4.8.1.2 Non-revertive Mode

   In the non-revertive mode of operation, there is no preferred path or
   it may be desirable to minimize further disruption of the service
   brought on by a revertive switching operation. A switch-back to the
   original working path is not desired or not possible since the

Sharma, Hellstrand, Eds.    Expires January 2003             [Page 25]


Internet Draft     draft-ietf-mpls-recovery-frmwrk-06.txt      July 2002

   original path may no longer exist after the occurrence of a fault on
   that path.
   If there is a fault on the working path, traffic is switched to the
   recovery path. When or if the faulty path (the originally working
   path) is restored, it may become the recovery path (either by
   configuration, or, if desired, by management actions).

   In the non-revertive mode of operation, the working traffic may or
   may not be restored to a new optimal working path or to the original
   working path anyway. This is because it might be useful, in some
   cases, to either: (a) administratively perform a protection switch
   back to the original working path after gaining further assurances
   about the integrity of the path, or (b) it may be acceptable to
   continue operation on the recovery path, or (c) it may be desirable
   to move the traffic to a new optimal working path that is calculated
   based on network topology and network policies.

4.8.2     Dynamic Protection Counterparts

   For dynamic protection counterparts when the traffic is switched over
   to a recovery path, the association between the original working path
   and the recovery path may no longer exist, since the original path
   itself may no longer exist after the fault. Instead, when the network
   reaches a stable state following routing convergence, the recovery
   path may be switched over to a different preferred path either
   optimization based on the new network topology and associated
   information or based on pre-configured information.

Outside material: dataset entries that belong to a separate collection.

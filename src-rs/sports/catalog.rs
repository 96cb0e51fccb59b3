use std::sync::Arc;
use std::time::Duration;

use async_trait::async_trait;
use serde_json::{json, Value};
use tracing::info;

use super::cache::ResponseCache;
use super::client::SportsFeeds;
use super::{nba, nfl, odds};
use crate::error::{ClientError, ToolError};
use crate::search::{self, SearchApi};
use crate::tools::{InputSchema, ToolAdapter, ToolDefinition, ToolRegistry};

pub const CLEAR_CACHES: &str = "clear_caches";

struct ClearCachesTool {
    cache: Arc<ResponseCache>,
}

#[async_trait]
impl ToolAdapter for ClearCachesTool {
    async fn call(&self, _args: &Value) -> Result<Value, ClientError> {
        let cleared = self.cache.clear();
        info!("cleared {} cached responses", cleared);
        Ok(json!({ "status": "ok", "cleared": cleared }))
    }
}

/// Every tool the sports agent can call.
pub fn sports_registry(
    feeds: &SportsFeeds,
    cache: Arc<ResponseCache>,
    search: Arc<dyn SearchApi>,
    call_timeout: Duration,
) -> Result<ToolRegistry, ToolError> {
    let registry = ToolRegistry::with_call_timeout(call_timeout);
    nfl::register(&registry, feeds.nfl.clone(), cache.clone())?;
    nba::register(&registry, feeds.nba.clone(), cache.clone())?;
    odds::register(&registry, feeds.odds.clone(), cache.clone())?;
    search::register(&registry, search)?;
    registry.register(
        ToolDefinition::new(
            CLEAR_CACHES,
            "Clears cached schedules and team lists so the next lookup hits the provider.",
            InputSchema::new(),
        ),
        Arc::new(ClearCachesTool { cache }),
    )?;
    Ok(registry)
}

/// The research agent only searches the web.
pub fn research_registry(search: Arc<dyn SearchApi>, call_timeout: Duration) -> Result<ToolRegistry, ToolError> {
    let registry = ToolRegistry::with_call_timeout(call_timeout);
    search::register(&registry, search)?;
    Ok(registry)
}
use std::pin::Pin;

use async_trait::async_trait;
use futures::Stream;
use serde::{Deserialize, Serialize};
use serde_json::Value;
use thiserror::Error;

use crate::tools::{ToolCall, ToolSchema};

#[derive(Clone, Debug, PartialEq, Serialize, Deserialize)]
pub struct Message {
    pub role: String,
    pub content: String,
}

impl Message {
    pub fn new(role: &str, content: impl Into<String>) -> Self {
        Self {
            role: role.to_string(),
            content: content.into(),
        }
    }

    pub fn system(content: impl Into<String>) -> Self {
        Self::new("system", content)
    }

    pub fn user(content: impl Into<String>) -> Self {
        Self::new("user", content)
    }

    pub fn assistant(content: impl Into<String>) -> Self {
        Self::new("assistant", content)
    }
}

#[derive(Clone, Debug, Serialize, Deserialize)]
pub struct LLMResponse {
    pub content: String,
    pub tool_calls: Vec<ToolCall>,
    pub raw: Option<Value>,
}

#[derive(Clone, Debug, Default, Serialize, Deserialize)]
pub struct CompletionRequest {
    pub messages: Vec<Message>,
    pub tools: Option<Vec<ToolSchema>>,
    pub temperature: Option<f64>,
    pub model: Option<String>,
    pub provider: Option<String>,
    pub metadata: Option<Value>,
}

impl CompletionRequest {
    pub fn new(messages: Vec<Message>) -> Self {
        Self {
            messages,
            ..Default::default()
        }
    }
}

#[derive(Clone, Debug, Error)]
#[error("{code}: {message}")]
pub struct ProviderError {
    pub code: String,
    pub message: String,
    pub retryable: bool,
}

impl ProviderError {
    pub fn new(code: &str, message: &str, retryable: bool) -> Self {
        Self {
            code: code.to_string(),
            message: message.to_string(),
            retryable,
        }
    }

    /// Maps a non-success HTTP status and body onto an error code.
    pub fn from_status(status: u16, body: &str) -> Self {
        let lowered = body.to_lowercase();
        if status == 401 || status == 403 {
            return ProviderError::new("auth_error", body, true);
        }
        if status == 429 || lowered.contains("quota") || lowered.contains("resource_exhausted") {
            return ProviderError::new("rate_limit", body, true);
        }
        if status >= 500 {
            return ProviderError::new("server_error", body, true);
        }
        ProviderError::new("api_error", body, false)
    }
}

/// Incremental text chunks from a streamed completion.
pub type TokenStream = Pin<Box<dyn Stream<Item = Result<String, ProviderError>> + Send>>;

#[async_trait]
pub trait ProviderAdapter: Send + Sync {
    async fn complete(&self, request: CompletionRequest) -> Result<LLMResponse, ProviderError>;

    /// Providers without native streaming yield the whole completion as one chunk.
    async fn stream(&self, request: CompletionRequest) -> Result<TokenStream, ProviderError> {
        let response = self.complete(request).await?;
        let chunk: Result<String, ProviderError> = Ok(response.content);
        Ok(Box::pin(futures::stream::iter(vec![chunk])))
    }

    /// Model ids this adapter serves.
    fn models(&self) -> Vec<String>;
}
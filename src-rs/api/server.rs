use std::future::Future;
use std::net::SocketAddr;

use axum::routing::{get, post};
use axum::Router;
use tower_http::trace::TraceLayer;
use tracing::info;

use crate::api::handlers::{
    handle_chat_completions, handle_health, handle_models, handle_research, handle_run, handle_runs, AppState,
};

pub fn router(state: AppState) -> Router {
    Router::new()
        .route("/health", get(handle_health))
        .route("/v1/models", get(handle_models))
        .route("/v1/chat/completions", post(handle_chat_completions))
        .route("/v1/research", post(handle_research))
        .route("/runs", get(handle_runs))
        .route("/runs/:id", get(handle_run))
        .layer(TraceLayer::new_for_http())
        .with_state(state)
}

pub struct AgentServer {
    pub addr: SocketAddr,
    pub state: AppState,
}

impl AgentServer {
    pub fn new(addr: SocketAddr, state: AppState) -> Self {
        Self { addr, state }
    }

    /// Serves until `shutdown` resolves.
    pub async fn start(&self, shutdown: impl Future<Output = ()>) -> Result<(), String> {
        let app = router(self.state.clone());
        info!("listening on {}", self.addr);
        axum::Server::bind(&self.addr)
            .serve(app.into_make_service())
            .with_graceful_shutdown(shutdown)
            .await
            .map_err(|err| err.to_string())
    }
}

   Dynamic protection counterparts assume that upon failure, the PSL or
   other network entity will establish new working paths if another
   switch-over will be performed.

4.8.3     Restoration and Notification

   MPLS restoration deals with returning the working traffic from the
   recovery path to the original or a new working path.  Reversion is
   performed by the PSL either upon receiving notification, via FRS,
   that the working path is repaired, or upon receiving notification
   that a new working path is established.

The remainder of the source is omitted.